“Hit and Run” is any accident in which the driver of a vehicle doesn’t stop after colliding with another vehicle, person or property.
If you are involved in an accident and don’t stop to discuss the incident with the other party, when the other party is present on the scene, then you may be penalized by the police for your actions, whether it’s your fault or not.
In a situation where you hit or damage someone’s vehicle when they are not present, you may be confused about the actions you should take. For example, you hit an empty car standing in a parking lot and don’t know what to do. In such a situation, if you decide to leave the scene, you are obligated by law to leave behind information for the owner that they can use to contact you.
Let’s consider the hit and run law implemented in the state of California as an example. In the state, it’s your legal obligation to try and find the vehicle’s owner if they are absent from the scene. If you fail to locate the vehicle’s owner, you are required to leave a note containing your name, address as well as your version of the accident. The note must be placed in a conspicuous location.
In case the care you are driving is not yours, then you also need to mention the name as well as address of the owner in your note. Though this example is of California, it is a good idea to follow this procedure in your state when there’s no one there to gather your information.

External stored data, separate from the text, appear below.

//! `Permutation`: the puzzle carrier.
//!
//! A `Permutation` is an ordered sequence of the distinct integers `1..=n`.
//! The only mutation is [`Permutation::reverse_block`]; everything else is
//! read-only. Search bookkeeping takes immutable snapshots (clones) of the
//! carrier, so the one mutable working copy never aliases a stored node.
//!
//! # Equality semantics
//!
//! `Permutation` derives `Eq` and `Hash` over its values. Two instances are
//! equal exactly when they hold the same sequence — this is what the search
//! layer's visited table keys on.

use std::fmt;

use rand::seq::SliceRandom;
use rand::Rng;

use crate::moves::ReversalMove;

/// Rejection reasons for caller-supplied values that are not a permutation
/// of `1..=n`.
#[derive(Debug, Clone, PartialEq, Eq)]
pub enum PermutationError {
    /// No values at all; the puzzle requires `n >= 1`.
    Empty,
    /// A value outside `1..=len`.
    OutOfRange { value: u32, len: usize },
    /// A value that appears more than once.
    Duplicate { value: u32 },
}

impl fmt::Display for PermutationError {
    fn fmt(&self, f: &mut fmt::Formatter<'_>) -> fmt::Result {
        match self {
            Self::Empty => write!(f, "permutation must contain at least one value"),
            Self::OutOfRange { value, len } => {
                write!(f, "value {value} is outside 1..={len}")
            }
            Self::Duplicate { value } => write!(f, "value {value} appears more than once"),
        }
    }
}

impl std::error::Error for PermutationError {}

/// An ordered sequence of the distinct integers `1..=n`.
///
/// Invariant: the values are always exactly the set `{1..=n}`. Construction
/// enforces it ([`Permutation::from_values`] validates, the other
/// constructors produce it by definition) and block reversal preserves it.
#[derive(Debug, Clone, PartialEq, Eq, Hash)]
pub struct Permutation {
    values: Vec<u32>,
}

impl Permutation {
    /// The identity permutation `1, 2, .., n` (the goal state).
    ///
    /// # Panics
    ///
    /// Panics if `n == 0`; the puzzle requires `n >= 1`.
    #[must_use]
    pub fn sorted(n: usize) -> Self {
        assert!(n >= 1, "puzzle size must be at least 1");
        #[allow(clippy::cast_possible_truncation)]
        let values = (1..=n as u32).collect();
        Self { values }
    }

    /// A uniformly random permutation of `1..=n`, driven by the caller's
    /// generator so instances are reproducible under a fixed seed.
    ///
    /// # Panics
    ///
    /// Panics if `n == 0`; the puzzle requires `n >= 1`.
    #[must_use]
    pub fn random<R: Rng + ?Sized>(n: usize, rng: &mut R) -> Self {
        let mut permutation = Self::sorted(n);
        permutation.values.shuffle(rng);
        permutation
    }

    /// Adopt caller-supplied values after checking they form a permutation
    /// of `1..=values.len()`.
    ///
    /// # Errors
    ///
    /// Returns [`PermutationError`] when the values are empty, contain an
    /// out-of-range entry, or repeat an entry.
    pub fn from_values(values: Vec<u32>) -> Result<Self, PermutationError> {
        if values.is_empty() {
            return Err(PermutationError::Empty);
        }
        let len = values.len();
        let mut seen = vec![false; len];
        for &value in &values {
            if value == 0 || value as usize > len {
                return Err(PermutationError::OutOfRange { value, len });
            }
            if seen[value as usize - 1] {
                return Err(PermutationError::Duplicate { value });
            }
            seen[value as usize - 1] = true;
        }
        Ok(Self { values })
    }

    /// Number of elements.
    #[must_use]
    pub fn len(&self) -> usize {
        self.values.len()
    }

    /// True only for the (unconstructible) empty carrier; present to keep
    /// `len` honest for clippy and callers alike.
    #[must_use]
    pub fn is_empty(&self) -> bool {
        self.values.is_empty()
    }

    /// Read-only view of the sequence.
    #[must_use]
    pub fn values(&self) -> &[u32] {
        &self.values
    }

    /// Reverse the block `[mv.from(), mv.to()]` in place.
    ///
    /// Applying the same move twice restores the original sequence.
    ///
    /// # Panics
    ///
    /// Panics if `mv.to()` exceeds the length. The search engine only
    /// produces moves from [`ReversalMove::enumerate`], which are always in
    /// bounds; an out-of-bounds move here is a programming error.
    pub fn reverse_block(&mut self, mv: ReversalMove) {
        assert!(
            mv.to() <= self.values.len(),
            "reversal block {mv} exceeds permutation length {}",
            self.values.len()
        );
        self.values[mv.from() - 1..mv.to()].reverse();
    }

    /// Apply `mv` for the lifetime of the returned scope; the reversal is
    /// undone when the scope drops, on every exit path. Snapshot the state
    /// through [`ReversalScope::state`] between the two halves.
    pub fn reversed_scope(&mut self, mv: ReversalMove) -> ReversalScope<'_> {
        self.reverse_block(mv);
        ReversalScope { permutation: self, mv }
    }

    /// True iff `values[i] == i + 1` at every position.
    #[must_use]
    pub fn is_sorted(&self) -> bool {
        self.values
            .iter()
            .enumerate()
            .all(|(i, &value)| value as usize == i + 1)
    }

    /// Count of adjacent positions whose values are not consecutive
    /// integers (differ by exactly 1 in either direction).
    ///
    /// No boundary sentinels: only interior adjacencies count, so a
    /// descending run like `4 3 2 1` has zero breakpoints.
    #[must_use]
    pub fn breakpoints(&self) -> u32 {
        #[allow(clippy::cast_possible_truncation)]
        let count = self
            .values
            .windows(2)
            .filter(|pair| pair[0].abs_diff(pair[1]) != 1)
            .count() as u32;
        count
    }

    /// Heuristic lower bound on the reversals still needed:
    /// `breakpoints() / 2`, since one reversal removes at most two
    /// breakpoints. Zero does not imply sorted.
    #[must_use]
    pub fn heuristic(&self) -> u32 {
        self.breakpoints() / 2
    }
}

impl fmt::Display for Permutation {
    fn fmt(&self, f: &mut fmt::Formatter<'_>) -> fmt::Result {
        write!(f, "<")?;
        for value in &self.values {
            write!(f, " {value}")?;
        }
        write!(f, " >")
    }
}

/// RAII scope for the apply/snapshot/undo pattern.
///
/// Construction applied the reversal; drop re-applies it (reversal is an
/// involution), restoring the underlying permutation no matter how the
/// scope is exited.
pub struct ReversalScope<'a> {
    permutation: &'a mut Permutation,
    mv: ReversalMove,
}

impl ReversalScope<'_> {
    /// The permutation with the reversal applied.
    #[must_use]
    pub fn state(&self) -> &Permutation {
        self.permutation
    }

    /// The move this scope applied.
    #[must_use]
    pub fn applied_move(&self) -> ReversalMove {
        self.mv
    }
}

impl Drop for ReversalScope<'_> {
    fn drop(&mut self) {
        self.permutation.reverse_block(self.mv);
    }
}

According to California law, it is also mandatory to inform the local police department about the accident, in person or by phone. Similar laws have been implemented in several other states. To find out the laws of your state regarding hit and run situations, you can contact your Department of Motor Vehicles (DMV) or the local police office – they should be able to inform you about the laws and what you should be doing if you are involved in a hit and run incident,
whether you were the victim or the culprit.
Usually state laws mandate that a motor vehicle driver who is involved in an accident does not leave the scene before identifying himself/herself and providing
certain information to the other party as well as the police. These statutes are not considered to violate the involved person’s privilege against self-incrimination because they call for acts that are neutral, performed without any intention of admitting guilt, and do not pose more than an insignificant problem of self-incrimination.
If you are involved in a hit and run accident, you should act according to the law of your state. There are a variety of ways you can research your state and municipal laws. A simple search in your favorite search engine can do the trick. However, when you are researching laws, it is important that you get your information from a reliable source. Reliable sources include each state’s Department of Motor Vehicle, as well as the National Traffic and Safety Administration.